Data shown =>

○ ○ ○

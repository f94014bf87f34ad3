//! # Maven Compose Library
//!
//! This library emulates multiple inheritance for build descriptors. A
//! descriptor declares *fragments* (artifact-addressed descriptors) through
//! specially prefixed properties, and the engine merges every fragment onto
//! the descriptor's effective form as if each one were an additional parent.
//! It is designed to be used by the `maven-compose` command-line tool but can
//! also wrap any other [`DescriptorBuilder`](builder::DescriptorBuilder).
//!
//! ## Quick Example
//!
//! ```
//! use std::path::Path;
//! use maven_compose::coordinate::FragmentReference;
//! use maven_compose::path::relativize;
//!
//! // Parse a fragment declaration relative to the declaring descriptor
//! let reference = FragmentReference::parse("com.x:frag:1.0:pom:ci", Path::new("/work/app")).unwrap();
//! assert_eq!(reference.coordinate.key(), "com.x:frag:1.0:compile:pom:ci");
//! assert!(reference.location.is_none());
//!
//! // Compute the relative path used when a fragment stands in as parent
//! assert_eq!(relativize("/work/frag/pom.yaml", "/work/app"), "../frag/pom.yaml");
//! ```
//!
//! ## Core Concepts
//!
//! - **Descriptors (`descriptor`)**: The YAML build descriptor model.
//! - **Coordinates (`coordinate`)**: Fragment declarations and cache keys.
//! - **Inheritance (`inheritance`, `problems`)**: The single-inheritance field
//!   merge and the problems it reports.
//! - **Collaborators (`repository`, `builder`)**: Artifact resolution,
//!   descriptor I/O and the wrapped single-inheritance builder.
//! - **Phases (`phases`)**: Discovery, resolution, building and assembly of
//!   fragments, driven by `phases::orchestrator::CompositeBuilder`.
//! - **Caching (`cache`)**: At-most-once resolution and building per coordinate.
//!
//! ## Execution Flow
//!
//! 1.  **Build**: The wrapped builder produces the effective descriptor.
//! 2.  **Discovery**: Fragment declarations are read from its properties.
//! 3.  **Resolution**: Each fragment is bound to a file (local override first).
//! 4.  **Building**: Each fragment is built recursively through the engine.
//! 5.  **Assembly**: Each fragment is merged onto the descriptor, once.

pub mod builder;
pub mod cache;
pub mod config;
pub mod coordinate;
pub mod defaults;
pub mod descriptor;
pub mod error;
pub mod inheritance;
pub mod output;
pub mod path;
pub mod phases;
pub mod problems;
pub mod repository;

#[cfg(test)]
mod path_proptest;
//! Default values for maven-compose configuration.
//!
//! This module provides centralized default values used across the engine
//! and the commands, ensuring consistency and avoiding duplication.

use std::path::PathBuf;

/// Property key prefixes that declare a fragment
pub const DEFAULT_PROPERTY_PREFIXES: [&str; 2] = ["maven-compose.", "maven.compose."];

/// File name of a descriptor inside a module directory
pub const DEFAULT_DESCRIPTOR_FILE_NAME: &str = "pom.yaml";

/// Maximum length of a fragment ancestor chain
pub const DEFAULT_MAX_DEPTH: usize = 32;

/// Name of the optional configuration file
pub const CONFIG_FILE_NAME: &str = ".maven-compose.yaml";

/// Returns the default artifact repository root.
///
/// Uses `~/.maven-compose/repository`, falling back to
/// `.maven-compose/repository` in the current directory if the home
/// directory cannot be determined.
///
/// This can be overridden by the `repository` configuration key, the
/// `--repository` CLI flag or the `MAVEN_COMPOSE_REPOSITORY` environment
/// variable.
pub fn default_repository_root() -> PathBuf {
    dirs::home_dir()
        .unwrap_or_else(|| PathBuf::from("."))
        .join(".maven-compose")
        .join("repository")
}

/// Owned copy of [`DEFAULT_PROPERTY_PREFIXES`]
pub fn default_property_prefixes() -> Vec<String> {
    DEFAULT_PROPERTY_PREFIXES
        .iter()
        .map(|prefix| prefix.to_string())
        .collect()
}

○ ○ ○

Would you write out all the records exactly as they read?

repository f94014bf87f34ad3
//! # Maven Compose Library
//!
//! This library emulates multiple inheritance for build descriptors. A
//! descriptor declares *fragments* (artifact-addressed descriptors) through
//! specially prefixed properties, and the engine merges every fragment onto
//! the descriptor's effective form as if each one were an additional parent.
//! It is designed to be used by the `maven-compose` command-line tool but can
//! also wrap any other [`DescriptorBuilder`](builder::DescriptorBuilder).
//!
//! ## Quick Example
//!
//! ```
//! use std::path::Path;
//! use maven_compose::coordinate::FragmentReference;
//! use maven_compose::path::relativize;
//!
//! // Parse a fragment declaration relative to the declaring descriptor
//! let reference = FragmentReference::parse("com.x:frag:1.0:pom:ci", Path::new("/work/app")).unwrap();
//! assert_eq!(reference.coordinate.key(), "com.x:frag:1.0:compile:pom:ci");
//! assert!(reference.location.is_none());
//!
//! // Compute the relative path used when a fragment stands in as parent
//! assert_eq!(relativize("/work/frag/pom.yaml", "/work/app"), "../frag/pom.yaml");
//! ```
//!
//! ## Core Concepts
//!
//! - **Descriptors (`descriptor`)**: The YAML build descriptor model.
//! - **Coordinates (`coordinate`)**: Fragment declarations and cache keys.
//! - **Inheritance (`inheritance`, `problems`)**: The single-inheritance field
//!   merge and the problems it reports.
//! - **Collaborators (`repository`, `builder`)**: Artifact resolution,
//!   descriptor I/O and the wrapped single-inheritance builder.
//! - **Phases (`phases`)**: Discovery, resolution, building and assembly of
//!   fragments, driven by `phases::orchestrator::CompositeBuilder`.
//! - **Caching (`cache`)**: At-most-once resolution and building per coordinate.
//!
//! ## Execution Flow
//!
//! 1.  **Build**: The wrapped builder produces the effective descriptor.
//! 2.  **Discovery**: Fragment declarations are read from its properties.
//! 3.  **Resolution**: Each fragment is bound to a file (local override first).
//! 4.  **Building**: Each fragment is built recursively through the engine.
//! 5.  **Assembly**: Each fragment is merged onto the descriptor, once.

pub mod builder;
pub mod cache;
pub mod config;
pub mod coordinate;
pub mod defaults;
pub mod descriptor;
pub mod error;
pub mod inheritance;
pub mod output;
pub mod path;
pub mod phases;
pub mod problems;
pub mod repository;

#[cfg(test)]
mod path_proptest;
//! Default values for maven-compose configuration.
//!
//! This module provides centralized default values used across the engine
//! and the commands, ensuring consistency and avoiding duplication.

use std::path::PathBuf;

/// Property key prefixes that declare a fragment
pub const DEFAULT_PROPERTY_PREFIXES: [&str; 2] = ["maven-compose.", "maven.compose."];

/// File name of a descriptor inside a module directory
pub const DEFAULT_DESCRIPTOR_FILE_NAME: &str = "pom.yaml";

/// Maximum length of a fragment ancestor chain
pub const DEFAULT_MAX_DEPTH: usize = 32;

/// Name of the optional configuration file
pub const CONFIG_FILE_NAME: &str = ".maven-compose.yaml";

/// Returns the default artifact repository root.
///
/// Uses `~/.maven-compose/repository`, falling back to
/// `.maven-compose/repository` in the current directory if the home
/// directory cannot be determined.
///
/// This can be overridden by the `repository` configuration key, the
/// `--repository` CLI flag or the `MAVEN_COMPOSE_REPOSITORY` environment
/// variable.
pub fn default_repository_root() -> PathBuf {
    dirs::home_dir()
        .unwrap_or_else(|| PathBuf::from("."))
        .join(".maven-compose")
        .join("repository")
}

/// Owned copy of [`DEFAULT_PROPERTY_PREFIXES`]
pub fn default_property_prefixes() -> Vec<String> {
    DEFAULT_PROPERTY_PREFIXES
        .iter()
        .map(|prefix| prefix.to_string())
        .collect()
}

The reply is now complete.